Many businesses already use seasonal pricing in response to easily-observable changes in demand. But as writer Mark Henricks notes at American Express OPEN Forum, “careful examination of sales history may reveal less seasonal impact than a business owner thinks.” Chris Pohl, Digonex VP of Client Services, was interviewed for his article, titled “Seasonal Pricing: A Clever Strategy That May Help Drive Sales“:
Along with (or instead of) using discounts to spur off-season demand, businesses may want to consider applying premium pricing schedules during peak demand, says Chris Pohl, vice president of client services for Digonex Technologies, an Indianapolis provider of dynamic-pricing services. “The money that can be made during the peak season can compensate for the low demand and sales during the slow season,” Pohl says.
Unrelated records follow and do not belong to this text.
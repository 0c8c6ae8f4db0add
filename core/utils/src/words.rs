use byteorder::{ByteOrder, LE};

/// Little-endian bytes to 32-bit words. `bytes.len()` must be `4 * words.len()`.
pub fn bytes_to_words(bytes: &[u8], words: &mut [u32]) {
    LE::read_u32_into(bytes, words);
}

/// 32-bit words to little-endian bytes. `bytes.len()` must be `4 * words.len()`.
pub fn words_to_bytes(words: &[u32], bytes: &mut [u8]) {
    LE::write_u32_into(words, bytes);
}

#[cfg(test)]
mod tests {
    use super::*;

    #[test]
    fn test_little_endian_layout() {
        let mut bytes = [0u8; 8];
        words_to_bytes(&[0xBEEFC0DE, 0x00000001], &mut bytes);
        assert_eq!(bytes, [0xDE, 0xC0, 0xEF, 0xBE, 0x01, 0x00, 0x00, 0x00]);

        let mut words = [0u32; 2];
        bytes_to_words(&bytes, &mut words);
        assert_eq!(words, [0xBEEFC0DE, 1]);
    }
}
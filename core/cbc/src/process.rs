use crate::container::split_signed;
use crate::crypto::{crypt_file_body, verify_signature};
use crate::error::{CbcError, Result};
use log::warn;
use std::fs;
use std::path::{Path, PathBuf};

/// Verify and decrypt a signed container, writing the plain body.
///
/// With `verify` an invalid signature is an error; without it the body is
/// decrypted anyway.
pub fn cbc_decrypt(input: &Path, output: &Option<PathBuf>, verify: bool) -> Result<()> {
    let data = fs::read(input)?;
    let (sig, body) = split_signed(&data)?;

    if !verify_signature(sig, body) {
        if verify {
            return Err(CbcError::InvalidSignature);
        }
        warn!("{:?}: invalid signature, do not trust its contents", input);
    }

    let mut body = body.to_vec();
    crypt_file_body(&mut body);

    let out_path = match output {
        Some(p) => p.clone(),
        None => input.with_extension("decrypted"),
    };

    fs::write(&out_path, body)?;
    println!("Decrypted CBC to {:?}", out_path);
    Ok(())
}

/// Apply the file cipher to a whole file (encrypts and decrypts).
pub fn cbc_crypt(input: &Path, output: &Option<PathBuf>) -> Result<()> {
    let mut data = fs::read(input)?;
    crypt_file_body(&mut data);

    let out_path = match output {
        Some(p) => p.clone(),
        None => input.with_extension("crypted"),
    };

    fs::write(&out_path, data)?;
    println!("Crypted to {:?}", out_path);
    Ok(())
}

/// Report whether a signed container carries a valid signature.
pub fn cbc_verify(input: &Path) -> Result<bool> {
    let data = fs::read(input)?;
    let (sig, body) = split_signed(&data)?;

    let valid = verify_signature(sig, body);
    if valid {
        println!("{:?}: signature OK", input);
    } else {
        println!("{:?}: signature INVALID", input);
    }
    Ok(valid)
}
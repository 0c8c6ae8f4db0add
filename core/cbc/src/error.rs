use std::io;
use thiserror::Error;

#[derive(Error, Debug)]
pub enum CbcError {
    #[error("IO Error: {0}")]
    Io(#[from] io::Error),
    #[error("File too short: expected at least {expected} bytes, got {actual}")]
    TooShort { expected: usize, actual: usize },
    #[error("Invalid RSA signature")]
    InvalidSignature,
}

pub type Result<T> = std::result::Result<T, CbcError>;
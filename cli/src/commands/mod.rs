pub mod cbc;
pub mod codes;
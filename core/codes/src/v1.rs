//! CodeBreaker V1 code encryption.
//!
//! The address is rotated by 8 bits inside its low 24 bits, offset and
//! XOR-masked by command nibble; codes with a command above 2 also mask the
//! value with the encrypted address.

use crate::constants::V1_SEEDS;
use crate::types::Code;

pub fn encrypt(code: Code) -> Code {
    let cmd = code.command();
    let top = code.addr & 0xFF000000;

    let rotated = ((code.addr & 0xFF) << 16) | ((code.addr >> 8) & 0xFFFF);
    let addr = (top | (rotated.wrapping_add(V1_SEEDS[1][cmd]) & 0x00FFFFFF)) ^ V1_SEEDS[0][cmd];

    let val = if cmd > 2 {
        addr ^ code.val.wrapping_add(V1_SEEDS[2][cmd])
    } else {
        code.val
    };

    Code::new(addr, val)
}

pub fn decrypt(code: Code) -> Code {
    let cmd = code.command();

    let val = if cmd > 2 {
        (code.addr ^ code.val).wrapping_sub(V1_SEEDS[2][cmd])
    } else {
        code.val
    };

    let masked = code.addr ^ V1_SEEDS[0][cmd];
    let offset = masked.wrapping_sub(V1_SEEDS[1][cmd]);
    let addr = (masked & 0xFF000000) | ((offset & 0xFFFF) << 8) | ((offset >> 16) & 0xFF);

    Code::new(addr, val)
}

#[cfg(test)]
mod tests {
    use super::*;

    #[test]
    fn test_common_beefcode_vector() {
        let encrypted = Code::new(0xB4336FA9, 0x4DFEFB79);
        let plain = Code::new(0xBEEFC0DE, 0x00000000);
        assert_eq!(decrypt(encrypted), plain);
        assert_eq!(encrypt(plain), encrypted);
    }

    #[test]
    fn test_golden_vectors() {
        assert_eq!(encrypt(Code::new(0, 0)), Code::new(0x0A23080D, 0));
        assert_eq!(
            encrypt(Code::new(0x20123456, 0x0000ABCD)),
            Code::new(0x2A6532C9, 0x0000ABCD)
        );
        assert_eq!(
            decrypt(Code::new(0x9029BEAC, 0x0C0A9225)),
            Code::new(0x9AC824A1, 0x2554DE71)
        );
    }

    #[test]
    fn test_command_nibble_survives() {
        for cmd in 0..16u32 {
            let code = Code::new(cmd << 28 | 0x00ABCDEF, 0x12345678);
            assert_eq!(encrypt(code).command(), cmd as usize);
        }
    }

    #[test]
    fn test_round_trip() {
        let mut x = 0x1234_5678u32;
        for _ in 0..5000 {
            x ^= x << 13;
            x ^= x >> 17;
            x ^= x << 5;
            let code = Code::new(x, x.rotate_left(11) ^ 0x5A5A5A5A);
            assert_eq!(decrypt(encrypt(code)), code, "{}", code);
        }
    }
}
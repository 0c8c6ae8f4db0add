use crate::beefcode::KeySchedule;
use crate::constants::OPTION_CODE;
use crate::types::{Code, DecryptMode, Mode};
use crate::v1;
use crate::v7::CipherV7;
use log::debug;

/// Number of lines (code rows) the code starting with `addr` occupies.
pub fn num_code_lines(addr: u32) -> u32 {
    let cmd = addr >> 28;

    if !(3..=6).contains(&cmd) {
        1
    } else if cmd == 3 {
        if addr & 0x00400000 != 0 { 2 } else { 1 }
    } else {
        2
    }
}

/// Encryption state for one code list.
///
/// Every list must go through a fresh (or [`reset`](Self::reset)) session:
/// the mode, the line accounting and the V7 keys all depend on the codes
/// seen so far.
#[derive(Debug, Clone, Default)]
pub struct Session {
    mode: Mode,
    v7_initialized: bool,
    remaining_lines: u32,
    v7: CipherV7,
}

impl Session {
    pub fn new(mode: DecryptMode) -> Self {
        let mut session = Self::default();
        if mode == DecryptMode::CommonV7 {
            session.set_common_v7();
        }
        session
    }

    /// Back to raw mode with empty keys.
    pub fn reset(&mut self) {
        *self = Self::default();
    }

    /// Switch to V7 with the common key (`BEEFC0DE 00000000`).
    pub fn set_common_v7(&mut self) {
        self.mode = Mode::V7;
        self.v7.rekey(true, 0);
        self.v7_initialized = true;
        self.v7.set_beefcode_pending(false);
        self.remaining_lines = 0;
    }

    pub fn mode(&self) -> Mode {
        self.mode
    }

    pub fn remaining_lines(&self) -> u32 {
        self.remaining_lines
    }

    pub fn v7_initialized(&self) -> bool {
        self.v7_initialized
    }

    pub fn beefcode_pending(&self) -> bool {
        self.v7.beefcode_pending()
    }

    pub fn key_schedule(&self) -> &KeySchedule {
        self.v7.schedule()
    }

    /// Encrypt one code of a list, V7 once a beefcode has been seen and V1
    /// before that.
    pub fn encrypt_code(&mut self, code: Code) -> Code {
        let out = match self.mode {
            Mode::V7 => self.v7.encrypt(code),
            Mode::Raw | Mode::V1 => v1::encrypt(code),
        };

        if code.is_beefcode() {
            self.beefcode(code);
        }
        out
    }

    /// Decrypt one code of a list known to be encrypted.
    pub fn decrypt_code(&mut self, code: Code) -> Code {
        let out = match self.mode {
            Mode::V7 => self.v7.decrypt(code),
            Mode::Raw | Mode::V1 => v1::decrypt(code),
        };

        if out.is_beefcode() {
            self.beefcode(out);
        }
        out
    }

    /// Decrypt one code of a list that may be raw, V1 or V7, detecting the
    /// encryption as it goes.
    ///
    /// Detection only happens on the first line of a code; the remaining lines
    /// of a multi-line code are treated the same way as its first.
    pub fn decode(&mut self, code: Code) -> Code {
        let out = match self.mode {
            Mode::V7 => {
                let out = self.v7.decrypt(code);
                if self.remaining_lines == 0 {
                    self.remaining_lines = num_code_lines(out.addr);
                    if self.remaining_lines == 1 && out.addr == OPTION_CODE {
                        // option code, value is not interpreted
                        self.remaining_lines = 0;
                        return out;
                    }
                }
                self.remaining_lines -= 1;
                out
            }
            Mode::Raw | Mode::V1 if self.remaining_lines == 0 => {
                self.remaining_lines = num_code_lines(code.addr) - 1;
                if (code.addr >> 24) & 0x0E == 0 {
                    self.mode = Mode::Raw;
                    return code;
                }
                if code.is_beefcode() {
                    // unencrypted beefcode, nothing to do
                    return code;
                }
                if self.mode != Mode::V1 {
                    debug!("V1 encryption detected at {}", code);
                }
                self.mode = Mode::V1;
                v1::decrypt(code)
            }
            Mode::Raw => {
                self.remaining_lines -= 1;
                return code;
            }
            Mode::V1 => {
                self.remaining_lines -= 1;
                v1::decrypt(code)
            }
        };

        if out.is_beefcode() {
            self.beefcode(out);
            self.remaining_lines = 1;
        }
        out
    }

    fn beefcode(&mut self, code: Code) {
        self.v7.rekey(!self.v7_initialized, code.val);
        self.v7_initialized = true;
        if self.mode != Mode::V7 {
            debug!("switching to V7 at {}", code);
        }
        self.mode = Mode::V7;
        self.v7.set_beefcode_pending(code.addr & 1 != 0);
    }
}

#[cfg(test)]
mod tests {
    use super::*;

    fn c(addr: u32, val: u32) -> Code {
        Code::new(addr, val)
    }

    #[test]
    fn test_num_code_lines() {
        assert_eq!(num_code_lines(0x00000000), 1);
        assert_eq!(num_code_lines(0x20000000), 1);
        assert_eq!(num_code_lines(0x30000000), 1);
        assert_eq!(num_code_lines(0x30400000), 2);
        assert_eq!(num_code_lines(0x40000000), 2);
        assert_eq!(num_code_lines(0x6FFFFFFF), 2);
        assert_eq!(num_code_lines(0x70000000), 1);
        assert_eq!(num_code_lines(0xFFFFFFFF), 1);
    }

    #[test]
    fn test_reset_state() {
        let mut session = Session::new(DecryptMode::CommonV7);
        assert_eq!(session.mode(), Mode::V7);
        assert!(session.v7_initialized());
        session.reset();
        assert_eq!(session.mode(), Mode::Raw);
        assert!(!session.v7_initialized());
        assert!(!session.beefcode_pending());
        assert_eq!(session.remaining_lines(), 0);
        assert_eq!(session.key_schedule(), &KeySchedule::new());
    }

    #[test]
    fn test_raw_stream_line_accounting() {
        let mut session = Session::default();

        let first = c(0x30401234, 0x000000FF);
        assert_eq!(session.decode(first), first);
        assert_eq!(session.mode(), Mode::Raw);
        assert_eq!(session.remaining_lines(), 1);

        // second line of the cmd 3 code is never classified
        let second = c(0x00000001, 0x00000002);
        assert_eq!(session.decode(second), second);
        assert_eq!(session.remaining_lines(), 0);

        let third = c(0x10100000, 0x00000063);
        assert_eq!(session.decode(third), third);
        assert_eq!(session.remaining_lines(), 0);
    }

    #[test]
    fn test_raw_beefcode_is_ignored() {
        let mut session = Session::default();
        let raw = c(0xBEEFC0DE, 0);
        assert_eq!(session.decode(raw), raw);
        assert_eq!(session.mode(), Mode::Raw);
        assert!(!session.v7_initialized());
    }

    #[test]
    fn test_v1_sentinel_on_second_line() {
        let stream = [
            c(0x3A55CD40, 0xAFAB4D4F),
            c(0xB4336FA9, 0x4DFEFB79),
            c(0x397951B0, 0x41569FE0),
            c(0x73328B6C, 0x018D5512),
        ];
        let mut session = Session::default();

        assert_eq!(session.decode(stream[0]), c(0x30401234, 0x000000FF));
        assert_eq!(session.mode(), Mode::V1);
        assert_eq!(session.remaining_lines(), 1);

        assert_eq!(session.decode(stream[1]), c(0xBEEFC0DE, 0));
        assert_eq!(session.mode(), Mode::V7);
        assert_eq!(session.remaining_lines(), 1);

        assert_eq!(session.decode(stream[2]), c(0x2043AFCC, 0x2411FFFF));
        assert_eq!(session.remaining_lines(), 0);
        assert_eq!(session.decode(stream[3]), c(0x10100000, 0x00000063));
    }

    #[test]
    fn test_v7_sentinel_on_second_line() {
        let mut session = Session::new(DecryptMode::CommonV7);

        assert_eq!(
            session.decode(c(0xC3A7A146, 0xC2251021)),
            c(0x30401234, 0x000000FF)
        );
        assert_eq!(session.remaining_lines(), 1);

        assert_eq!(
            session.decode(c(0xF9DC7D10, 0xAB8C6E32)),
            c(0xBEEFC0DE, 0x0BADF00D)
        );
        assert_eq!(session.remaining_lines(), 1);

        assert_eq!(
            session.decode(c(0xE509D261, 0x3B839A9D)),
            c(0x10200000, 0x00000007)
        );
        assert_eq!(session.remaining_lines(), 0);
    }

    #[test]
    fn test_option_code_consumes_no_lines() {
        let mut session = Session::new(DecryptMode::CommonV7);
        assert_eq!(
            session.decode(c(0x1C65C412, 0x26F27361)),
            c(0xFFFFFFFF, 0x00000001)
        );
        assert_eq!(session.remaining_lines(), 0);
    }

    #[test]
    fn test_beefcodf_stream() {
        let encrypted = [
            c(0xB4336FA9, 0xB8312F34),
            c(0xBA15E7A1, 0x50E5A746),
            c(0x4FB71599, 0x62F3854D),
            c(0x0CE8A618, 0x7121BDBA),
            c(0x29086F21, 0xF91B0C0E),
        ];
        let plain = [
            c(0xBEEFC0DE, 0x1234ABCD),
            c(0x2043AFCC, 0x2411FFFF),
            c(0xBEEFC0DF, 0xCAFEBABE),
            c(0x9A0F1234, 0x00000055),
            c(0x20100000, 0x00000001),
        ];

        let mut session = Session::default();
        for (i, (&e, &p)) in encrypted.iter().zip(plain.iter()).enumerate() {
            assert_eq!(session.decode(e), p, "line {}", i);
            if i == 2 {
                assert!(session.beefcode_pending());
            }
        }
        assert!(!session.beefcode_pending());

        let mut encoder = Session::default();
        for (&e, &p) in encrypted.iter().zip(plain.iter()) {
            assert_eq!(encoder.encrypt_code(p), e);
        }
        assert_eq!(encoder.key_schedule(), session.key_schedule());
    }

    #[test]
    fn test_encrypt_then_decrypt_keeps_state_in_step() {
        let plain = [
            c(0xBEEFC0DE, 0x00000000),
            c(0x2043AFCC, 0x2411FFFF),
            c(0xBEEFC0DE, 0x87654321),
            c(0x4A2B3C4D, 0x00000010),
            c(0x00000000, 0x00000001),
        ];
        let mut encoder = Session::default();
        let mut decoder = Session::default();
        for &p in plain.iter() {
            let e = encoder.encrypt_code(p);
            assert_eq!(decoder.decrypt_code(e), p);
            assert_eq!(encoder.key_schedule(), decoder.key_schedule());
            assert_eq!(encoder.mode(), decoder.mode());
        }
    }

    #[test]
    fn test_common_v7_matches_common_beefcode() {
        let mut detected = Session::default();
        detected.decode(c(0xB4336FA9, 0x4DFEFB79));

        let common = Session::new(DecryptMode::CommonV7);
        assert_eq!(detected.key_schedule(), common.key_schedule());
        assert_eq!(detected.mode(), Mode::V7);
    }
}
Seasonal pricing is, for many organizations, a step in the right direction towards pricing optimization. Dynamic pricing is the logical next step in the evolution of pricing strategy, and isn’t only for businesses with seasonal variations:
And when it comes to demand-based pricing, seasons aren’t the only category to consider, he adds. One-time or irregularly recurring events such as concerts, tournaments and conventions can also call for price modifications.
“That’s the case with any product,” Pohl says. “Finding the optimal price at any time so people feel like they got a value.”